Some of these were five star international hotels, and some were guest houses run by local residents. All but the two in Shanghai questioned me for using my Chinese passport as an official ID.

Some demanded that I present my American green card. One even initially asked me to go to the local police precinct in person to get approval to stay in the hotel. Many of them kindly told me to get a foreign passport or use a Chinese ID card to avoid trouble next time.

I understand the strict ID checking at hotels was partly for anti-terrorism purposes, especially in the capital city. But what perplexes me is why a passport, which is issued by the Chinese government using an application process that is as rigid as for a resident's ID, if not more, is not considered a legitimate form of ID within China.

Many overseas Chinese, myself included, would like to maintain our Chinese citizenship, but our Chinese resident's ID may have long expired. The Chinese passport is the only ID that proves our Chinese identity.

The skepticism about the credibility of this document in China only leads to a heartbreaking conclusion - that living abroad, we are no longer trusted by the system in our home country.

But an assertion based on frustration and an element of rage is at best partial and incomplete. This one is no exception.

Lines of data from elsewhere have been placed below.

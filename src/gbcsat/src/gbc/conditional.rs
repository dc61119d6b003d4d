/*****************************************************************************************[gbc/conditional.rs]
Copyright (c) 2026, gbcsat contributors

Permission is hereby granted, free of charge, to any person obtaining a copy of this software and
associated documentation files (the "Software"), to deal in the Software without restriction,
including without limitation the rights to use, copy, modify, merge, publish, distribute,
sublicense, and/or sell copies of the Software, and to permit persons to whom the Software is
furnished to do so, subject to the following conditions:

The above copyright notice and this permission notice shall be included in all copies or
substantial portions of the Software.

THE SOFTWARE IS PROVIDED "AS IS", WITHOUT WARRANTY OF ANY KIND, EXPRESS OR IMPLIED, INCLUDING BUT
NOT LIMITED TO THE WARRANTIES OF MERCHANTABILITY, FITNESS FOR A PARTICULAR PURPOSE AND
NONINFRINGEMENT. IN NO EVENT SHALL THE AUTHORS OR COPYRIGHT HOLDERS BE LIABLE FOR ANY CLAIM,
DAMAGES OR OTHER LIABILITY, WHETHER IN AN ACTION OF CONTRACT, TORT OR OTHERWISE, ARISING FROM, OUT
OF OR IN CONNECTION WITH THE SOFTWARE OR THE USE OR OTHER DEALINGS IN THE SOFTWARE.
**************************************************************************************************/

//! The least conditional part of the current assignment.

use {
    super::{
        driver::Discovery,
        shrink::{self, Shrunk},
        trivial::is_trivial,
        AlphaOrder, GbcHost, Halt, Shrink,
    },
    crate::clause::{lbool, Lit},
    std::collections::HashMap,
};

/// The two sides of the current assignment, as seen from the clauses.
#[derive(Debug, Default)]
pub(super) struct Sides {
    /// Candidate assumption literals, in the order first seen
    pub alpha_a: Vec<Lit>,
    /// All satisfying literals not on the conditional side
    pub autarky: Vec<Lit>,
    /// False literals of clauses the assignment does not satisfy
    pub neg_alpha_c: Vec<Lit>,
}

impl<'a, H: GbcHost> Discovery<'a, H> {
    /// Split the assignment into assumption and conditional sides, then
    /// derive and offer clauses `conditional ∨ key`.
    ///
    /// `known_good` is the assumption order of the current plan group, if any.
    /// Returns `true` if a clause was emitted.
    pub(super) fn least_conditional_part(&mut self, known_good: Option<&[Lit]>) -> Result<bool, Halt> {
        self.stats.episodes += 1;
        let Sides {
            mut alpha_a,
            autarky,
            neg_alpha_c,
        } = self.sides();
        trace!(
            "gbc.episode: alpha_a={:?} neg_alpha_c={:?}",
            alpha_a,
            neg_alpha_c
        );

        let retries = self.opts.shrink_retries;
        match self.opts.alpha_order {
            AlphaOrder::Identity => (),
            AlphaOrder::Implication => {
                alpha_a = shrink::implication_order(self.host, &alpha_a, retries)?;
            }
            AlphaOrder::Random => shrink::random_order(&mut alpha_a, &mut self.seed),
        }

        let shrunk = if self.opts.no_shrink {
            Shrunk::default()
        } else {
            match self.opts.shrink {
                Shrink::Propagate => {
                    shrink::propagation_shrink(self.host, &alpha_a, &neg_alpha_c, retries)?
                }
                Shrink::Binary => shrink::binary_shrink(&*self.host, &alpha_a, &neg_alpha_c),
                Shrink::Greedy => shrink::greedy_shrink(
                    self.host,
                    &alpha_a,
                    &neg_alpha_c,
                    known_good,
                    retries,
                )?,
                Shrink::Replay => match known_good {
                    Some(order) => {
                        shrink::replay_shrink(self.host, &alpha_a, &neg_alpha_c, order, retries)?
                    }
                    None => Shrunk::default(),
                },
            }
        };

        let mut emitted = false;
        match shrunk.useful.last() {
            Some(&key) => {
                let mut clause = shrunk.residual.clone();
                clause.extend_from_slice(&shrunk.useful);
                emitted = self.offer(clause, key, &autarky)?;
            }
            None => {
                for &key in alpha_a.iter().take(self.opts.max_fallback) {
                    self.deadline.check()?;
                    let mut clause = neg_alpha_c.clone();
                    clause.push(key);
                    emitted |= self.offer(clause, key, &autarky)?;
                }
            }
        }
        Ok(emitted)
    }

    /// Scan the clauses under the current assignment.
    ///
    /// Clauses satisfied by a fixed literal are ignored. Satisfying literals
    /// are assumption candidates unless their negation is on the conditional
    /// side. With `skip_decisions`, decisions are not candidates.
    pub(super) fn sides(&mut self) -> Sides {
        let host = &*self.host;
        let include_redundant = host.proof_enabled();

        // satisfying literal -> number of clauses it satisfies
        let mut times_touched: Vec<(Lit, u32)> = vec![];
        let mut touched_idx: HashMap<Lit, usize> = HashMap::new();
        let mut neg_alpha_c = vec![];
        let mut falsified = vec![];

        let mut marks = self.marks.scope();
        host.for_each_clause(include_redundant, |c| {
            if c
                .iter()
                .any(|&l| host.value(l) == lbool::TRUE && host.is_fixed(l.var()))
            {
                return;
            }
            let mut satisfied = false;
            falsified.clear();
            for &l in c {
                let value = host.value(l);
                if value == lbool::TRUE {
                    satisfied = true;
                    match touched_idx.get(&l) {
                        Some(&i) => times_touched[i].1 += 1,
                        None => {
                            touched_idx.insert(l, times_touched.len());
                            times_touched.push((l, 1));
                        }
                    }
                } else if value == lbool::FALSE && !host.is_fixed(l.var()) && !marks.is_marked(l) {
                    falsified.push(l);
                }
            }
            if !satisfied {
                for &l in &falsified {
                    if marks.mark(l) {
                        neg_alpha_c.push(l);
                    }
                }
            }
        });
        trace!("gbc.times-touched: {:?}", times_touched);

        let mut sides = Sides {
            neg_alpha_c,
            ..Sides::default()
        };
        for &(l, _) in &times_touched {
            if marks.is_marked(!l) {
                continue;
            }
            sides.autarky.push(l);
            if !(self.opts.skip_decisions && host.is_decision(l)) {
                sides.alpha_a.push(l);
            }
        }
        sides
    }

    /// Run a candidate through the triviality filter, then emit it.
    fn offer(&mut self, clause: Vec<Lit>, key: Lit, autarky: &[Lit]) -> Result<bool, Halt> {
        self.stats.candidates += 1;
        if self.opts.filter_trivial && is_trivial(self.host, &clause, self.opts.max_len)? {
            trace!("gbc.trivial {:?}", clause);
            self.stats.trivial += 1;
            return Ok(false);
        }
        self.emit(clause, key, autarky)?;
        Ok(true)
    }
}

#[cfg(test)]
mod test {
    use {
        super::*,
        crate::gbc::{emit::test::SharedBuf, test_util::*, GbcOpts, Recorder},
    };

    // decisions 1, 2, -3: alpha_a is [1, 2], neg_alpha_c is [3]
    fn episode(opts: GbcOpts) -> (bool, String) {
        let mut s = solver(&[&[1, -3], &[2, 5], &[3, 4, 6], &[-2, 1]]);
        for &l in &[1, 2, -3] {
            s.assume(Lit::from_dimacs(l));
            assert!(s.propagate());
        }
        let main = SharedBuf::default();
        let r = Recorder::from_writers(main.clone(), SharedBuf::default());
        let opts = GbcOpts {
            skip_decisions: false,
            filter_trivial: false,
            learn: false,
            ..opts
        };
        let mut d = Discovery::new(&mut s, opts).with_recorder(r);
        let emitted = d.least_conditional_part(None).unwrap();
        assert!(d.marks.is_clear());
        (emitted, main.text())
    }

    #[test]
    fn test_sides() {
        // under 1: (1 2) and (-1 3) satisfied, (-3 4 5) left with -3 false
        let mut s = solver(&[&[1, 2], &[-1, 3], &[-3, 4, 5], &[-1, -6], &[6, -3, 7, 8]]);
        s.assume(Lit::from_dimacs(1));
        assert!(s.propagate());
        let mut d = Discovery::new(&mut s, GbcOpts::default());
        let sides = d.sides();
        assert_eq!(ints(&sides.neg_alpha_c), vec![-3, 6]);
        // 3 is excluded because -3 is conditional; -6 because 6 is
        assert_eq!(ints(&sides.autarky), vec![1]);
        assert!(sides.alpha_a.is_empty(), "1 is a decision");
        assert!(d.marks.is_clear());
    }

    #[test]
    fn test_sides_keeps_decisions() {
        let mut s = solver(&[&[1, 2], &[-1, 3], &[-3, 4, 5]]);
        s.assume(Lit::from_dimacs(1));
        assert!(s.propagate());
        let opts = GbcOpts {
            skip_decisions: false,
            ..GbcOpts::default()
        };
        let mut d = Discovery::new(&mut s, opts);
        let sides = d.sides();
        assert_eq!(ints(&sides.alpha_a), vec![1]);
        assert_eq!(ints(&sides.neg_alpha_c), vec![-3]);
    }

    #[test]
    fn test_fixed_satisfied_clauses_are_ignored() {
        let mut s = solver(&[&[5, -2, 3], &[2, 4], &[5]]);
        assert!(s.propagate());
        s.assume(Lit::from_dimacs(-4));
        assert!(s.propagate());
        let mut d = Discovery::new(&mut s, GbcOpts::default());
        let sides = d.sides();
        // -4 forces 2; (5 -2 3) would contribute -2 but is satisfied by a fixed literal
        assert!(sides.neg_alpha_c.is_empty());
        assert_eq!(ints(&sides.autarky), vec![2]);
        assert_eq!(ints(&sides.alpha_a), vec![2]);
    }

    #[test]
    fn test_episode_propagation_shrink() {
        // -1 alone falsifies 3, -2 falsifies nothing
        assert_eq!(episode(GbcOpts::default()), (true, "1\n".to_string()));
    }

    #[test]
    fn test_episode_greedy_shrink() {
        let opts = GbcOpts {
            shrink: Shrink::Greedy,
            ..GbcOpts::default()
        };
        assert_eq!(episode(opts), (true, "1\n".to_string()));
    }

    #[test]
    fn test_episode_no_shrink() {
        let opts = GbcOpts {
            no_shrink: true,
            ..GbcOpts::default()
        };
        // one fallback clause per key
        assert_eq!(episode(opts), (true, "1 3\n2 3\n".to_string()));
    }

    #[test]
    fn test_episode_implication_order() {
        let fallback = |alpha_order| {
            let opts = GbcOpts {
                alpha_order,
                no_shrink: true,
                max_fallback: 1,
                ..GbcOpts::default()
            };
            episode(opts).1
        };
        assert_eq!(fallback(AlphaOrder::Identity), "1 3\n");
        // 2 implies 1, so it goes first
        assert_eq!(fallback(AlphaOrder::Implication), "2 3\n");
    }

    #[test]
    fn test_episode_marks_clean_on_error() {
        let mut s = solver(&[&[1, 2], &[-1, 3], &[-3, 4, 5]]);
        s.assume(Lit::from_dimacs(1));
        assert!(s.propagate());
        let opts = GbcOpts {
            time_limit: 0.0,
            filter_trivial: false,
            skip_decisions: false,
            shrink: Shrink::Binary,
            ..GbcOpts::default()
        };
        let mut d = Discovery::new(&mut s, opts);
        // no useful literal, and the fallback runs out of time
        assert!(matches!(d.least_conditional_part(None), Err(Halt::Timeout)));
        assert!(d.marks.is_clear());
    }
}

When I thought through the trust issue, another layer emerged. If the system in my country doesn't trust me any more, do I still trust the system in my country? I found I cannot give a certain answer when I asked myself this question.

When I was in China, I did worry about food poisoning, though it didn't happen. I worried the taxi drivers would cheat me when they figure out I am not a local. This didn't happen either, or not that I noticed. I was prepared to get sick because of the polluted air. The air was quite polluted in most cities I visited, but I didn't get sick.

A Tibetan woman at Jiuzhaigou, a famous scenic spot in Sichuan Province, opened her house and introduced Tibetan culture to tourists for free. I thought she was planted there by the propaganda department.

It turned out at the end she was probably more interested in selling the tourists souvenirs, some of which were quite costly. Not such a surprise in any country frankly.

I could blame the Western media's coverage of China for my paranoia. But I know the real reason is that I have not visited China for so long. So what may sound like personal paranoia contains a broad lesson for all human relationships, person-to-person and country-to-country: Distance inevitably creates misunderstanding and mistrust. But we often like to point fingers at others for sour feelings and forget that trust is a two-way road.

The only way to break the vicious cycle of mistrust is for people in a relationship to see and communicate with each other face to face, as often and as openly as possible.

This might be a message the two most powerful countries in the world should send to each other during US President Barack Obama's upcoming trip to China and his meeting with his Chinese counterpart.